16.Posté par polo974 le 23/10/2020 12:06

je reviens sur mon post qui critiquait vertement la phrase:
"""
Aussi, son exercice, pour qu’il soit porteur d’effet et générateur de résultats, ne doit pas venir heurter la conscience de nos concitoyens sur d’éventuels points de désaccord ou de divergence.
"""

la conscience de certains de nos concitoyens (et pas seulement les concitoyens, d'ailleurs) est dévoyée par certaines sectes extrémistes. donc il y aura toujours quelqu'un qui se sentira heurté.
il est donc inutile voire dangereux d'accepter des limites qu'ils voudraient nous imposer.
dessiner le bon dieu dans un nuage disant des terros "ah les cons!!!" n'a rien de choquant pour une personne équilibrée.

c'est sur ce point que je réagissais.

mon but n'est pas d'aller emmerder les gens dans leur sphère privée (je n'irai pas allez pisser dans les bénitiers par exemple (et je ne l'ai jamais fait)), mais de refuser qu'ils l'étendent à la vie publique et même à la sphère privée des autres.


sinon,
j'aime bien les premiers paragraphes sur la laïcité du post 13 de Youssouf, ainsi que la blague de Joha.
mais je coince sur "... qui prouve, s'il en était besoin que raison et religion se confondent, "...

et même si de grands scientifiques avaient besoin d'un peu de religion pour supporter l'absence de sens de la vie (au sens global, pas individuel), ça ne rend pas pour autant les religions raisonnables...

il n'y a qu'une seule raison, et plusieurs religions, laquelle incarnerait la raison ? ? ?
plusieurs religions qui même si ici, elles (enfin, leurs dignitaires) s'entendent assez bien, elles ne supportent pas que les autres viennent empiéter sur leurs plates-bandes.

17.Posté par A mon avis le 23/10/2020 17:53

Commentaires intéressants
Notamment, échanges intéressants entre Bambino et Monsieur Youssouf OMARJEE.
Rien (ou presque) à rajouter aux réponses de Bambino

A propos de laïcité vous donnez la référence du GODF. Il est bon de rappeler que le principe de laïcité est essentiellement une émanation de la franc-maçonnerie.

Vous donnez aussi des références à Science et vie et à un texte sur Newton : cela permet aussi de rappeler que de célèbres scientifiques tel Newton, ou Pascal, Darwin et autres étaient des croyants. Mais croyants qui se posaient des questions, ce qui va à l'encontre des dogmes religieux.

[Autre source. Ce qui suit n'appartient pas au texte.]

//! Backend translation layer
//!
//! Each variant adapts one native library convention (see [`crate::native`])
//! to the uniform [`BackendDb`] contract: fetched buffers come back as owned
//! [`Datum`]s, misses are empty, and iteration hands out a [`Cursor`].

mod berkeley;
mod gdbm;
mod mdbm;
mod ndbm;

#[cfg(test)]
mod tests;

pub use berkeley::{V1Backend, V2Backend};
pub use gdbm::GdbmBackend;
pub use mdbm::MdbmBackend;
pub use ndbm::NdbmBackend;

use crate::config::LdbmConfig;
use crate::datum::Datum;
use crate::error::{Error, Result};
use crate::flags::{OpenMode, StoreFlags};
use serde::{Deserialize, Serialize};
use std::fmt;
use std::path::{Path, PathBuf};
use std::str::FromStr;

/// Which native library backs the facade
#[derive(Debug, Clone, Copy, PartialEq, Eq, Hash, Serialize, Deserialize)]
#[serde(rename_all = "kebab-case")]
pub enum BackendKind {
    /// Berkeley DB 1.85 (`dbopen`)
    #[serde(alias = "db185")]
    BerkeleyV1,
    /// Berkeley DB 2.x and later (`db_open`), the only free-threaded variant
    #[serde(alias = "db2")]
    BerkeleyV2,
    Gdbm,
    Mdbm,
    Ndbm,
}

impl BackendKind {
    pub const ALL: [BackendKind; 5] = [
        BackendKind::BerkeleyV1,
        BackendKind::BerkeleyV2,
        BackendKind::Gdbm,
        BackendKind::Mdbm,
        BackendKind::Ndbm,
    ];

    /// Variant picked by the enabled cargo features.
    ///
    /// Precedence: Berkeley DB (2.x before 1.85), GDBM, MDBM, then NDBM.
    pub const fn compiled_default() -> BackendKind {
        if cfg!(feature = "berkeley2") {
            BackendKind::BerkeleyV2
        } else if cfg!(feature = "berkeley1") {
            BackendKind::BerkeleyV1
        } else if cfg!(feature = "gdbm") {
            BackendKind::Gdbm
        } else if cfg!(feature = "mdbm") {
            BackendKind::Mdbm
        } else {
            BackendKind::Ndbm
        }
    }

    /// Whether the native library tolerates concurrent callers
    pub const fn is_reentrant(self) -> bool {
        matches!(self, BackendKind::BerkeleyV2)
    }

    pub const fn as_str(self) -> &'static str {
        match self {
            BackendKind::BerkeleyV1 => "berkeley-v1",
            BackendKind::BerkeleyV2 => "berkeley-v2",
            BackendKind::Gdbm => "gdbm",
            BackendKind::Mdbm => "mdbm",
            BackendKind::Ndbm => "ndbm",
        }
    }
}

impl Default for BackendKind {
    fn default() -> Self {
        Self::compiled_default()
    }
}

impl fmt::Display for BackendKind {
    fn fmt(&self, f: &mut fmt::Formatter<'_>) -> fmt::Result {
        f.write_str(self.as_str())
    }
}

impl FromStr for BackendKind {
    type Err = Error;

    fn from_str(s: &str) -> Result<Self> {
        match s.to_ascii_lowercase().as_str() {
            "berkeley-v1" | "berkeley1" | "db185" => Ok(BackendKind::BerkeleyV1),
            "berkeley-v2" | "berkeley2" | "berkeley" | "db2" => Ok(BackendKind::BerkeleyV2),
            "gdbm" => Ok(BackendKind::Gdbm),
            "mdbm" => Ok(BackendKind::Mdbm),
            "ndbm" => Ok(BackendKind::Ndbm),
            other => Err(Error::InvalidArgument(format!("unknown backend '{}'", other))),
        }
    }
}

/// A native library ready to open stores
pub trait Backend: Send + Sync {
    fn kind(&self) -> BackendKind;

    fn is_reentrant(&self) -> bool {
        self.kind().is_reentrant()
    }

    /// Open a store; `Err` carries the library's native error code
    fn open(
        &self,
        path: &Path,
        mode: OpenMode,
        permissions: u32,
        cache_size: usize,
    ) -> std::result::Result<Box<dyn BackendDb>, i32>;

    /// The file `open` would actually use for `path`, as an absolute path
    fn resolve(&self, path: &Path) -> PathBuf {
        std::path::absolute(path).unwrap_or_else(|_| path.to_path_buf())
    }
}

/// One open store, already translated to the uniform conventions.
///
/// Callers are responsible for serializing access when the backend is not
/// reentrant.
pub trait BackendDb: Send + Sync {
    /// Release native resources. The handle must not be used afterwards.
    fn close(&self);

    fn sync(&self) -> i32;

    /// Owned copy of the value, empty on a miss or failure
    fn fetch(&self, key: &[u8]) -> Datum;

    /// `flags` never carries `SYNC`; the facade handles that itself.
    /// Returns 0 on success, anything else on failure.
    fn store(&self, key: &[u8], value: &[u8], flags: StoreFlags) -> i32;

    fn delete(&self, key: &[u8]) -> i32;

    fn first_key(&self) -> (Datum, Cursor);

    /// Takes ownership of `prev` and releases it
    fn next_key(&self, prev: Datum, cursor: &mut Cursor) -> Datum;

    fn last_error(&self) -> i32;

    /// Reclaim space held by deleted and replaced entries. Libraries with no
    /// such call have nothing to reclaim.
    fn reorganize(&self) -> i32 {
        0
    }
}

/// Stepping interface of a native cursor object
pub(crate) trait CursorOps: Send {
    /// Next key, or the native code that ended the walk
    fn step(&mut self) -> std::result::Result<Vec<u8>, i32>;
}

enum CursorState {
    Done,
    /// Position lives in the native handle or in the previous key
    Implicit,
    Explicit(Box<dyn CursorOps>),
}

/// Iteration position returned by `first_key`.
///
/// For libraries with cursor objects it owns the native cursor, which is
/// closed when the walk ends or the `Cursor` is dropped.
pub struct Cursor(CursorState);

impl Cursor {
    pub(crate) fn done() -> Self {
        Cursor(CursorState::Done)
    }

    pub(crate) fn implicit() -> Self {
        Cursor(CursorState::Implicit)
    }

    pub(crate) fn explicit(ops: Box<dyn CursorOps>) -> Self {
        Cursor(CursorState::Explicit(ops))
    }

    /// True once the walk has reached its end
    pub fn is_done(&self) -> bool {
        matches!(self.0, CursorState::Done)
    }

    pub(crate) fn finish(&mut self) {
        self.0 = CursorState::Done;
    }

    /// Step an explicit cursor. At the end, or on error, the native cursor is
    /// closed and `Err` carries its code. Non-explicit cursors yield `Ok(None)`.
    pub(crate) fn advance(&mut self) -> std::result::Result<Option<Vec<u8>>, i32> {
        let step = match &mut self.0 {
            CursorState::Explicit(ops) => ops.step(),
            _ => return Ok(None),
        };
        match step {
            Ok(key) => Ok(Some(key)),
            Err(code) => {
                self.finish();
                Err(code)
            }
        }
    }
}

impl fmt::Debug for Cursor {
    fn fmt(&self, f: &mut fmt::Formatter<'_>) -> fmt::Result {
        let state = match self.0 {
            CursorState::Done => "done",
            CursorState::Implicit => "implicit",
            CursorState::Explicit(_) => "explicit",
        };
        write!(f, "Cursor({})", state)
    }
}

/// Build the backend for `kind`, setting up any library-wide environment
pub fn select(kind: BackendKind, config: &LdbmConfig) -> Result<Box<dyn Backend>> {
    let tuning = config.tuning();
    Ok(match kind {
        BackendKind::BerkeleyV1 => Box::new(V1Backend::new(tuning)),
        BackendKind::BerkeleyV2 => Box::new(V2Backend::new(config, tuning)?),
        BackendKind::Gdbm => Box::new(GdbmBackend::new(tuning)),
        BackendKind::Mdbm => Box::new(MdbmBackend::new(
            tuning,
            config.page_size,
            config.max_fetch_retries,
        )),
        BackendKind::Ndbm => Box::new(NdbmBackend::new(tuning)),
    })
}

#[cfg(test)]
mod kind_tests {
    use super::*;

    #[test]
    fn test_kind_parsing_and_display() -> Result<()> {
        for kind in BackendKind::ALL {
            assert_eq!(kind.to_string().parse::<BackendKind>()?, kind);
        }
        assert_eq!("db185".parse::<BackendKind>()?, BackendKind::BerkeleyV1);
        assert_eq!("DB2".parse::<BackendKind>()?, BackendKind::BerkeleyV2);
        assert!("sqlite".parse::<BackendKind>().is_err());
        Ok(())
    }

    #[test]
    fn test_only_berkeley_v2_is_reentrant() {
        let reentrant: Vec<_> = BackendKind::ALL
            .into_iter()
            .filter(|k| k.is_reentrant())
            .collect();
        assert_eq!(reentrant, vec![BackendKind::BerkeleyV2]);
    }

    #[test]
    fn test_compiled_default_is_a_variant() {
        assert!(BackendKind::ALL.contains(&BackendKind::compiled_default()));
    }
}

Les religions ont toujours été hostiles aux progrès de la science qui remettent les dogmes en question. Avicenne a eu une vie assez tourmentée, et ne parlons pas de la religion catholique qui a persécuté de nombreux scientifiques tel Girdano Bruno (moine) mort sur le bûcher après d'horribles supplices !

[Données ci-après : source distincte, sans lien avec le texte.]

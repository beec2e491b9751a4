//! Shared behavioral tests for every backend variant.
//!
//! Each variant gets its own scratch directory and environment and runs the
//! same suite through the facade, so any translation-layer difference shows
//! up as a failure for that variant only.

use super::BackendKind;
use crate::config::LdbmConfig;
use crate::datum::Datum;
use crate::env::LdbmEnv;
use crate::facade::Ldbm;
use crate::flags::{OpenMode, StoreFlags};
use crate::native::db2::{DB_KEYEXIST, DB_NOTFOUND};
use crate::native::errno;
use std::collections::BTreeSet;
use std::fs::OpenOptions;
use std::io::Write;
use std::path::Path;
use std::sync::Arc;

fn open_env(kind: BackendKind, dir: &Path) -> Arc<LdbmEnv> {
    let config = LdbmConfig {
        env_home: Some(dir.join("env")),
        ..LdbmConfig::default()
    }
    .with_backend(kind);
    Arc::new(LdbmEnv::new(config).unwrap())
}

fn open_store(env: &Arc<LdbmEnv>, dir: &Path, name: &str) -> Ldbm {
    env.open(dir.join(name), OpenMode::WRCREAT, 0o600, 0).unwrap()
}

/// Run the full suite against one backend variant.
pub fn run_backend_tests(kind: BackendKind) {
    let dir = tempfile::tempdir().unwrap();
    let env = open_env(kind, dir.path());
    assert_eq!(env.kind(), kind);

    test_replace_then_fetch(&open_store(&env, dir.path(), "replace"));
    test_fetch_never_stored(&open_store(&env, dir.path(), "miss"));
    test_insert_does_not_overwrite(&open_store(&env, dir.path(), "insert"));
    test_delete(&open_store(&env, dir.path(), "delete"));
    test_iteration_visits_each_key_once(&open_store(&env, dir.path(), "iterate"));
    test_empty_store_iteration(&open_store(&env, dir.path(), "empty"));
    test_zero_byte_key_round_trip(&open_store(&env, dir.path(), "zero"));
    test_binary_values(&open_store(&env, dir.path(), "binary"));
    test_sync_flag(&open_store(&env, dir.path(), "sync"));
    test_empty_key_is_refused(&open_store(&env, dir.path(), "empty-key"));
    test_large_value(&open_store(&env, dir.path(), "large"));
    test_reorganize_keeps_data(&open_store(&env, dir.path(), "reorganize"));
    test_concrete_scenario(&env, dir.path());
    test_reopen_keeps_data(&env, dir.path());
    test_writes_after_torn_log_survive(&env, dir.path());
}

fn test_replace_then_fetch(db: &Ldbm) {
    assert_eq!(db.store("k", "v1", StoreFlags::REPLACE), Ok(()));
    assert_eq!(db.fetch("k"), b"v1");
    assert_eq!(db.store("k", "v2", StoreFlags::REPLACE), Ok(()));
    assert_eq!(db.fetch("k"), b"v2");
}

fn test_fetch_never_stored(db: &Ldbm) {
    let value = db.fetch("never-stored");
    assert!(value.is_empty());
}

fn test_insert_does_not_overwrite(db: &Ldbm) {
    assert_eq!(db.store("k", "v1", StoreFlags::INSERT), Ok(()));
    let failure = db.store("k", "v2", StoreFlags::INSERT).unwrap_err();
    assert_ne!(failure.code, 0);
    assert_eq!(db.fetch("k"), b"v1");
}

fn test_delete(db: &Ldbm) {
    db.store("gone", "soon", StoreFlags::REPLACE).unwrap();
    assert_eq!(db.delete("gone"), Ok(()));
    assert!(db.fetch("gone").is_empty());
    assert!(db.delete("gone").is_err());
    assert!(db.delete("never-there").is_err());
}

fn test_iteration_visits_each_key_once(db: &Ldbm) {
    for key in ["A", "B", "C"] {
        db.store(key, "x", StoreFlags::REPLACE).unwrap();
    }

    let (mut key, mut cursor) = db.first_key();
    let mut seen = Vec::new();
    while !key.is_empty() {
        seen.push(key.clone());
        key = db.next_key(key, &mut cursor);
    }
    assert!(cursor.is_done());

    let unique: BTreeSet<Datum> = seen.iter().cloned().collect();
    assert_eq!(seen.len(), 3);
    let expected: BTreeSet<Datum> = ["A", "B", "C"].into_iter().map(Datum::from).collect();
    assert_eq!(unique, expected);

    let via_iter: BTreeSet<Datum> = db.keys().collect();
    assert_eq!(via_iter, expected);
}

fn test_empty_store_iteration(db: &Ldbm) {
    let (key, cursor) = db.first_key();
    assert!(key.is_empty());
    assert!(cursor.is_done());
    assert_eq!(db.keys().count(), 0);
}

fn test_zero_byte_key_round_trip(db: &Ldbm) {
    let key = [0u8];
    assert_eq!(db.store(key, "zero", StoreFlags::REPLACE), Ok(()));
    assert_eq!(db.fetch(key), b"zero");

    let keys: Vec<Datum> = db.keys().collect();
    assert_eq!(keys, vec![Datum::from(&key[..])]);
}

fn test_binary_values(db: &Ldbm) {
    let value: Vec<u8> = (0..=255u8).cycle().take(3000).collect();
    db.store(b"bin", &value, StoreFlags::REPLACE).unwrap();
    assert_eq!(db.fetch(b"bin").into_vec(), value);
}

fn test_sync_flag(db: &Ldbm) {
    assert_eq!(db.store("durable", "yes", StoreFlags::REPLACE | StoreFlags::SYNC), Ok(()));
    assert_eq!(db.sync(), Ok(()));
    assert_eq!(db.fetch("durable"), b"yes");
}

fn test_empty_key_is_refused(db: &Ldbm) {
    for key in ["A", "B", "C"] {
        db.store(key, "x", StoreFlags::REPLACE).unwrap();
    }
    let failure = db.store("", "hidden", StoreFlags::REPLACE).unwrap_err();
    assert_eq!(failure.code, errno::EINVAL);
    assert!(db.fetch("").is_empty());
    assert_eq!(db.keys().count(), 3);
}

fn test_large_value(db: &Ldbm) {
    let value: Vec<u8> = (0..150_000u32).map(|i| (i % 253) as u8).collect();
    assert_eq!(db.store("large", &value, StoreFlags::REPLACE), Ok(()));
    assert_eq!(db.fetch("large").into_vec(), value);

    // Shrinking and growing again reuses the chain correctly
    db.store("large", "tiny", StoreFlags::REPLACE).unwrap();
    assert_eq!(db.fetch("large"), b"tiny");
    db.store("large", &value[..100_001], StoreFlags::REPLACE).unwrap();
    assert_eq!(db.fetch("large").len(), 100_001);
}

fn test_reorganize_keeps_data(db: &Ldbm) {
    for i in 0..10 {
        db.store(format!("r{i}"), "v1", StoreFlags::REPLACE).unwrap();
        db.store(format!("r{i}"), "v2", StoreFlags::REPLACE).unwrap();
    }
    db.delete("r0").unwrap();
    assert_eq!(db.reorganize(), Ok(()));
    assert_eq!(db.keys().count(), 9);
    assert_eq!(db.fetch("r9"), b"v2");
}

fn test_concrete_scenario(env: &Arc<LdbmEnv>, dir: &Path) {
    let h = env.open(dir.join("test.db"), OpenMode::WRCREAT, 0o600, 0).unwrap();
    assert_eq!(h.store("a", "1", StoreFlags::REPLACE), Ok(()));
    assert_eq!(h.fetch("a"), b"1");
    assert_eq!(h.delete("a"), Ok(()));
    assert!(h.fetch("a").is_empty());
    h.close();
}

fn test_reopen_keeps_data(env: &Arc<LdbmEnv>, dir: &Path) {
    let path = dir.join("reopen");
    {
        let db = env.open(&path, OpenMode::WRCREAT, 0o600, 0).unwrap();
        db.store("persist", "me", StoreFlags::REPLACE).unwrap();
        db.store("drop", "me", StoreFlags::REPLACE).unwrap();
        db.delete("drop").unwrap();
    }
    let db = env.open(&path, OpenMode::READER, 0o600, 0).unwrap();
    assert_eq!(db.fetch("persist"), b"me");
    assert!(db.fetch("drop").is_empty());
    assert!(db.store("new", "x", StoreFlags::REPLACE).is_err());
    assert_ne!(db.last_error(), 0);
}

fn test_writes_after_torn_log_survive(env: &Arc<LdbmEnv>, dir: &Path) {
    let path = dir.join("torn");
    env.open(&path, OpenMode::WRCREAT, 0o600, 0)
        .unwrap()
        .store("kept", "1", StoreFlags::REPLACE)
        .unwrap();

    // Half-written batch at the end of the log, as after a crash
    let mut log = OpenOptions::new()
        .append(true)
        .open(path.join("metadata").join("metadata.log"))
        .unwrap();
    log.write_all(&[200, 0, 0, 0, b'{']).unwrap();
    drop(log);

    env.open(&path, OpenMode::WRITER, 0o600, 0)
        .unwrap()
        .store("after", "2", StoreFlags::REPLACE | StoreFlags::SYNC)
        .unwrap();

    let db = env.open(&path, OpenMode::READER, 0o600, 0).unwrap();
    assert_eq!(db.fetch("kept"), b"1");
    assert_eq!(db.fetch("after"), b"2");
    assert_eq!(db.keys().count(), 2);
}

#[test]
fn test_berkeley_v1_backend() {
    run_backend_tests(BackendKind::BerkeleyV1);
}

#[test]
fn test_berkeley_v2_backend() {
    run_backend_tests(BackendKind::BerkeleyV2);
}

#[test]
fn test_gdbm_backend() {
    run_backend_tests(BackendKind::Gdbm);
}

#[test]
fn test_mdbm_backend() {
    run_backend_tests(BackendKind::Mdbm);
}

#[test]
fn test_ndbm_backend() {
    run_backend_tests(BackendKind::Ndbm);
}

#[test]
fn test_mdbm_retry_ceiling_zero_still_grows_once() {
    let dir = tempfile::tempdir().unwrap();
    let config = LdbmConfig {
        max_fetch_retries: 0,
        ..LdbmConfig::default()
    }
    .with_backend(BackendKind::Mdbm);
    let env = Arc::new(LdbmEnv::new(config).unwrap());
    let db = open_store(&env, dir.path(), "retry");

    db.store("k", "value", StoreFlags::REPLACE).unwrap();
    assert_eq!(db.fetch("k"), b"value");
}

#[test]
fn test_berkeley_v2_codes_are_negated() {
    let dir = tempfile::tempdir().unwrap();
    let env = open_env(BackendKind::BerkeleyV2, dir.path());
    let db = open_store(&env, dir.path(), "codes");

    db.store("k", "v", StoreFlags::INSERT).unwrap();
    let failure = db.store("k", "w", StoreFlags::INSERT).unwrap_err();
    assert_eq!(failure.code, -DB_KEYEXIST);
    assert_eq!(db.last_error(), DB_KEYEXIST);

    let failure = db.delete("absent").unwrap_err();
    assert_eq!(failure.code, -DB_NOTFOUND);
    assert_eq!(db.last_error(), DB_NOTFOUND);
}

#[test]
fn test_mdbm_next_ignores_previous_key() {
    let dir = tempfile::tempdir().unwrap();
    let env = open_env(BackendKind::Mdbm, dir.path());
    let db = open_store(&env, dir.path(), "positionless");
    for key in ["a", "b", "c"] {
        db.store(key, "x", StoreFlags::REPLACE).unwrap();
    }

    let (first, mut cursor) = db.first_key();
    assert_eq!(first, b"a");
    // A bogus previous key does not reposition the walk
    assert_eq!(db.next_key(Datum::from("c"), &mut cursor), b"b");
}

#[test]
fn test_gdbm_next_follows_previous_key() {
    let dir = tempfile::tempdir().unwrap();
    let env = open_env(BackendKind::Gdbm, dir.path());
    let db = open_store(&env, dir.path(), "keyed");
    for key in ["a", "b", "c"] {
        db.store(key, "x", StoreFlags::REPLACE).unwrap();
    }

    let (_, mut cursor) = db.first_key();
    assert_eq!(db.next_key(Datum::from("b"), &mut cursor), b"c");
}

#[test]
fn test_delete_without_sync_policy() {
    let dir = tempfile::tempdir().unwrap();
    let config = LdbmConfig {
        sync_on_delete: false,
        ..LdbmConfig::default()
    }
    .with_backend(BackendKind::BerkeleyV1);
    let env = Arc::new(LdbmEnv::new(config).unwrap());
    let db = open_store(&env, dir.path(), "nosync");
    db.store("k", "v", StoreFlags::REPLACE).unwrap();
    assert_eq!(db.delete("k"), Ok(()));
    assert!(db.fetch("k").is_empty());
}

Actuellement ne voit-on pas les théories de Darwin contestées, voire réfutées, aussi bien pas certains musulmans que par certains évangélistes ? Contestations qui se répercutent même jusque dans des cours de sciences.

La religion n'est qu'un instrument de captation de la conscience, un instrument d'asservissement de l'intelligence, au service d'une institution ou d'une politique.

Monsieur Youssouf OMARJEE. vous écrivez :

"Le danger c'est que ceux et celles qui représentent l'islam n'ont absolument aucune autorité ni sur l'esprit des insensés, encore moins sur les cœurs rancuniers, et, je ne parle pas des mains vengeresses qui veulent se faire justice soi-même. Il faut dissoudre non pas les structures qui se reformeront ailleurs, ni s'en prendre à quelques responsables de ci de là pour la symbolique, il faut dissoudre la haine, mettre un terme au cycle de la violence, et, cesser toute hostilité, rejeter toute forme d'appel à la haine, et, dominer les colères, ne pas agir sous le coup des passions."


Mais questions très simples :
- c'est quoi l'Islam ?
- qui a autorité pour en parler ?

En réalité, aucune réponse simple ne peut être apportée, tant il existe d'interprétations, de courants, de pratiques. Et tant il existe de "théoriciens" se réclamant possesseur de LA vérité !
(il en est de même pour chaque religion, et toutes ces "religions de paix" ou mêmes leurs divers courants se combattent parfois violemment)

Et malheureusement, ceux que se réclament de l'Islam ont une très grande, trop grande autorité et influence sur les consciences, sur l'esprit des insensés des rancuniers, pour reprendre vos termes.

Votre remède à la situation actuelle : " il faut dissoudre la haine, mettre un terme au cycle de la violence,"

Vœu pieux et inaccessible ! Car pour supprimer la haine et la violence, il faut en tarir la source. C'est à dire supprimer la religion. Impensable !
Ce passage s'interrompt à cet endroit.